Saved entries

//! CLI entry point for finfo

use std::io::{self, IsTerminal};
use std::path::{Path, PathBuf};
use std::process;
use std::time::{Duration, SystemTime};

use clap::{Parser, ValueEnum};
use finfo::logging::init_logging;
use finfo::output::separator;
use finfo::resolve::{absolute_path, find_library, is_bare_name, resolve_command};
use finfo::{
    DetailFormatter, DiffFormatter, Entry, ExtractorConfig, FinfoError, MetadataExtractor,
    OutputConfig, Report, TreeFormatter, View, Walker, WalkerConfig, compare_files, inspect,
    print_json,
};
use tracing::debug;

/// Color output mode
#[derive(Debug, Clone, Copy, Default, ValueEnum)]
enum ColorMode {
    /// Auto-detect based on terminal and environment
    #[default]
    Auto,
    /// Always use colors
    Always,
    /// Never use colors
    Never,
}

/// Determine whether to use color output based on mode and environment.
fn should_use_color(mode: ColorMode) -> bool {
    match mode {
        ColorMode::Always => true,
        ColorMode::Never => false,
        ColorMode::Auto => {
            // Respect NO_COLOR environment variable (https://no-color.org/)
            if std::env::var_os("NO_COLOR").is_some() {
                return false;
            }
            if std::env::var_os("FORCE_COLOR").is_some() {
                return true;
            }
            if std::env::var("TERM").map(|t| t == "dumb").unwrap_or(false) {
                return false;
            }
            io::stdout().is_terminal()
        }
    }
}

#[derive(Parser, Debug)]
#[command(name = "finfo")]
#[command(about = "Show detailed information about files and directory trees")]
#[command(version)]
struct Args {
    /// Files, directories or command names to inspect
    #[arg(required_unless_present = "lib")]
    paths: Vec<PathBuf>,

    /// Descend only N levels deep
    #[arg(short = 'L', long = "level")]
    level: Option<usize>,

    /// List directories only
    #[arg(short = 'd', long = "dirs-only")]
    dirs_only: bool,

    /// Ignore entries matching pattern (can be used multiple times)
    #[arg(short = 'I', long = "ignore")]
    ignore: Vec<String>,

    /// Only show files modified more recently than DURATION ago (e.g. 30m, 2d)
    #[arg(long = "newer", value_name = "DURATION")]
    newer: Option<String>,

    /// Only show files modified longer than DURATION ago
    #[arg(long = "older", value_name = "DURATION")]
    older: Option<String>,

    /// Do not descend into symlinked directories
    #[arg(long = "no-follow")]
    no_follow: bool,

    /// Omit the directory and file count after a tree
    #[arg(long = "no-report")]
    no_report: bool,

    /// Calculate MD5, SHA256, SHA512 and BLAKE3 checksums of regular files
    #[arg(long = "hash")]
    hash: bool,

    /// Output in JSON format
    #[arg(long = "json", conflicts_with = "diff")]
    json: bool,

    /// Control color output: auto, always, never
    #[arg(long = "color", value_name = "WHEN", default_value = "auto")]
    color: ColorMode,

    /// Disable colored output (same as --color never)
    #[arg(long = "no-color")]
    no_color: bool,

    /// Compare two files
    #[arg(long = "diff")]
    diff: bool,

    /// Search the library directories for NAME
    #[arg(long = "lib", value_name = "NAME", conflicts_with_all = ["diff", "json"])]
    lib: Option<String>,

    /// Show only the full list of linked libraries
    #[arg(
        long = "ll",
        visible_alias = "linked-libs",
        conflicts_with_all = ["diff", "json", "lib"]
    )]
    linked_libs: bool,

    /// Enable debug logging on stderr
    #[arg(short = 'v', long = "verbose")]
    verbose: bool,
}

/// Parse a duration string like "1h", "7d", "2w" into a Duration.
fn parse_duration_string(s: &str) -> Result<Duration, String> {
    humantime::parse_duration(s.trim()).map_err(|e| e.to_string())
}

/// Turn `--newer`/`--older` into a cutoff time.
fn cutoff(flag: &str, value: Option<&String>) -> Result<Option<SystemTime>, FinfoError> {
    let Some(s) = value else {
        return Ok(None);
    };
    let duration = parse_duration_string(s).map_err(|e| {
        FinfoError::InvalidArgument(format!("invalid {} duration '{}': {}", flag, s, e))
    })?;
    Ok(SystemTime::now().checked_sub(duration))
}

/// Turn a command-line argument into the path to inspect.
///
/// Bare names that do not exist in the working directory are looked up in `PATH`.
fn locate(input: &Path) -> Result<PathBuf, FinfoError> {
    let path = if input.symlink_metadata().is_err() && is_bare_name(input) {
        let name = input.to_string_lossy();
        match resolve_command(&name) {
            Ok(found) => {
                debug!(command = %name, path = %found.display(), "resolved through PATH");
                found
            }
            Err(_) => return Err(FinfoError::NotFound(input.to_path_buf())),
        }
    } else {
        input.to_path_buf()
    };

    absolute_path(&path)
}

fn write_error(path: &Path, err: io::Error) -> FinfoError {
    FinfoError::Io {
        path: path.to_path_buf(),
        source: err,
    }
}

/// Resolve one command-line argument and inspect it.
fn load_report(input: &Path, walker: &Walker, args: &Args) -> Result<(PathBuf, Report), FinfoError> {
    let path = locate(input)?;
    let report = inspect(&path, walker, args.hash)?;
    Ok((path, report))
}

/// Print a report, preceded by the separator when another one came before.
fn print_report(
    path: &Path,
    report: &Report,
    output_config: &OutputConfig,
    after_another: bool,
) -> Result<(), FinfoError> {
    if after_another {
        println!("{}", separator());
    }

    let printed = match (report.view, report.entries.first()) {
        (View::Detail, Some(Entry::Record(record))) => {
            DetailFormatter::new(output_config.clone()).print(record)
        }
        _ => TreeFormatter::new(output_config.clone()).print(&report.entries),
    };
    printed.map_err(|e| write_error(path, e))
}

/// Report every path; with `--json` all entries go into one array.
///
/// Returns false if any path failed.
fn report_paths(
    inputs: &[PathBuf],
    walker: &Walker,
    args: &Args,
    output_config: &OutputConfig,
) -> bool {
    let mut ok = true;
    let mut printed_any = false;
    let mut json_entries = Vec::new();

    for input in inputs {
        let result = load_report(input, walker, args).and_then(|(path, report)| {
            if args.json {
                json_entries.extend(report.entries);
                Ok(())
            } else {
                print_report(&path, &report, output_config, printed_any)
            }
        });
        match result {
            Ok(()) => printed_any = true,
            Err(e) => {
                eprintln!("finfo: {}", e);
                ok = false;
            }
        }
    }

    if args.json && printed_any {
        if let Err(e) = print_json(&json_entries) {
            eprintln!("finfo: {}", e);
            ok = false;
        }
    }
    ok
}

fn run_diff(args: &Args, output_config: &OutputConfig) -> Result<(), FinfoError> {
    let [left, right] = args.paths.as_slice() else {
        return Err(FinfoError::InvalidArgument(
            "--diff requires exactly 2 file arguments".to_string(),
        ));
    };
    let left = locate(left)?;
    let right = locate(right)?;
    let comparison = compare_files(&left, &right)?;
    DiffFormatter::new(output_config.clone())
        .print(&comparison)
        .map_err(|e| write_error(&left, e))
}

/// List every library matching `name`, each with its detail report.
fn run_lib(
    name: &str,
    walker: &Walker,
    args: &Args,
    output_config: &OutputConfig,
) -> Result<bool, FinfoError> {
    let libraries = find_library(name)?;
    println!("Found {} library file(s) for '{}':\n", libraries.len(), name);
    Ok(report_paths(&libraries, walker, args, output_config))
}

/// Print only the linked libraries of each path, untruncated.
fn run_linked_libs(args: &Args, output_config: &OutputConfig) -> bool {
    let extractor = MetadataExtractor::new(ExtractorConfig::full(false));
    let formatter = DetailFormatter::new(output_config.clone());
    let mut ok = true;

    for (i, input) in args.paths.iter().enumerate() {
        if i > 0 {
            println!();
        }
        let result = locate(input)
            .and_then(|path| extractor.extract(&path, 0))
            .and_then(|record| {
                formatter
                    .print_linked_libraries(&record)
                    .map_err(|e| write_error(record.path(), e))
            });
        if let Err(e) = result {
            eprintln!("finfo: {}", e);
            ok = false;
        }
    }
    ok
}

fn main() {
    let args = Args::try_parse().unwrap_or_else(|e| {
        if e.use_stderr() {
            let _ = e.print();
            process::exit(1);
        }
        // --help and --version
        e.exit()
    });
    init_logging(args.verbose);

    let use_color = if args.no_color {
        false
    } else {
        should_use_color(args.color)
    };
    let output_config = OutputConfig {
        use_color,
        show_report: !args.no_report,
    };

    if args.diff {
        if let Err(e) = run_diff(&args, &output_config) {
            eprintln!("finfo: {}", e);
            process::exit(1);
        }
        return;
    }

    if args.linked_libs {
        if !run_linked_libs(&args, &output_config) {
            process::exit(1);
        }
        return;
    }

    let walker_config = match (
        cutoff("--newer", args.newer.as_ref()),
        cutoff("--older", args.older.as_ref()),
    ) {
        (Ok(newer_than), Ok(older_than)) => WalkerConfig {
            max_depth: args.level,
            dirs_only: args.dirs_only,
            ignore_patterns: args.ignore.clone(),
            follow_symlinks: !args.no_follow,
            newer_than,
            older_than,
        },
        (Err(e), _) | (_, Err(e)) => {
            eprintln!("finfo: {}", e);
            process::exit(1);
        }
    };
    let walker = Walker::new(walker_config);

    let mut ok = true;
    if let Some(name) = &args.lib {
        match run_lib(name, &walker, &args, &output_config) {
            Ok(found_ok) => ok = found_ok,
            Err(e) => {
                eprintln!("finfo: {}", e);
                process::exit(1);
            }
        }
        if !args.paths.is_empty() {
            println!("{}", separator());
        }
    }

    if !report_paths(&args.paths, &walker, &args, &output_config) {
        ok = false;
    }
    if !ok {
        process::exit(1);
    }
}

## EXERCISE GOAL
Please return exactly the lines from the opening line of the data above through the line with "environment variable (https://no-color.org/)", both included and nothing else.

## RESPONSE TO THIS EXERCISE
//! CLI entry point for finfo

use std::io::{self, IsTerminal};
use std::path::{Path, PathBuf};
use std::process;
use std::time::{Duration, SystemTime};

use clap::{Parser, ValueEnum};
use finfo::logging::init_logging;
use finfo::output::separator;
use finfo::resolve::{absolute_path, find_library, is_bare_name, resolve_command};
use finfo::{
    DetailFormatter, DiffFormatter, Entry, ExtractorConfig, FinfoError, MetadataExtractor,
    OutputConfig, Report, TreeFormatter, View, Walker, WalkerConfig, compare_files, inspect,
    print_json,
};
use tracing::debug;

/// Color output mode
#[derive(Debug, Clone, Copy, Default, ValueEnum)]
enum ColorMode {
    /// Auto-detect based on terminal and environment
    #[default]
    Auto,
    /// Always use colors
    Always,
    /// Never use colors
    Never,
}

/// Determine whether to use color output based on mode and environment.
fn should_use_color(mode: ColorMode) -> bool {
    match mode {
        ColorMode::Always => true,
        ColorMode::Never => false,
        ColorMode::Auto => {
            // Respect NO_COLOR environment variable (https://no-color.org/)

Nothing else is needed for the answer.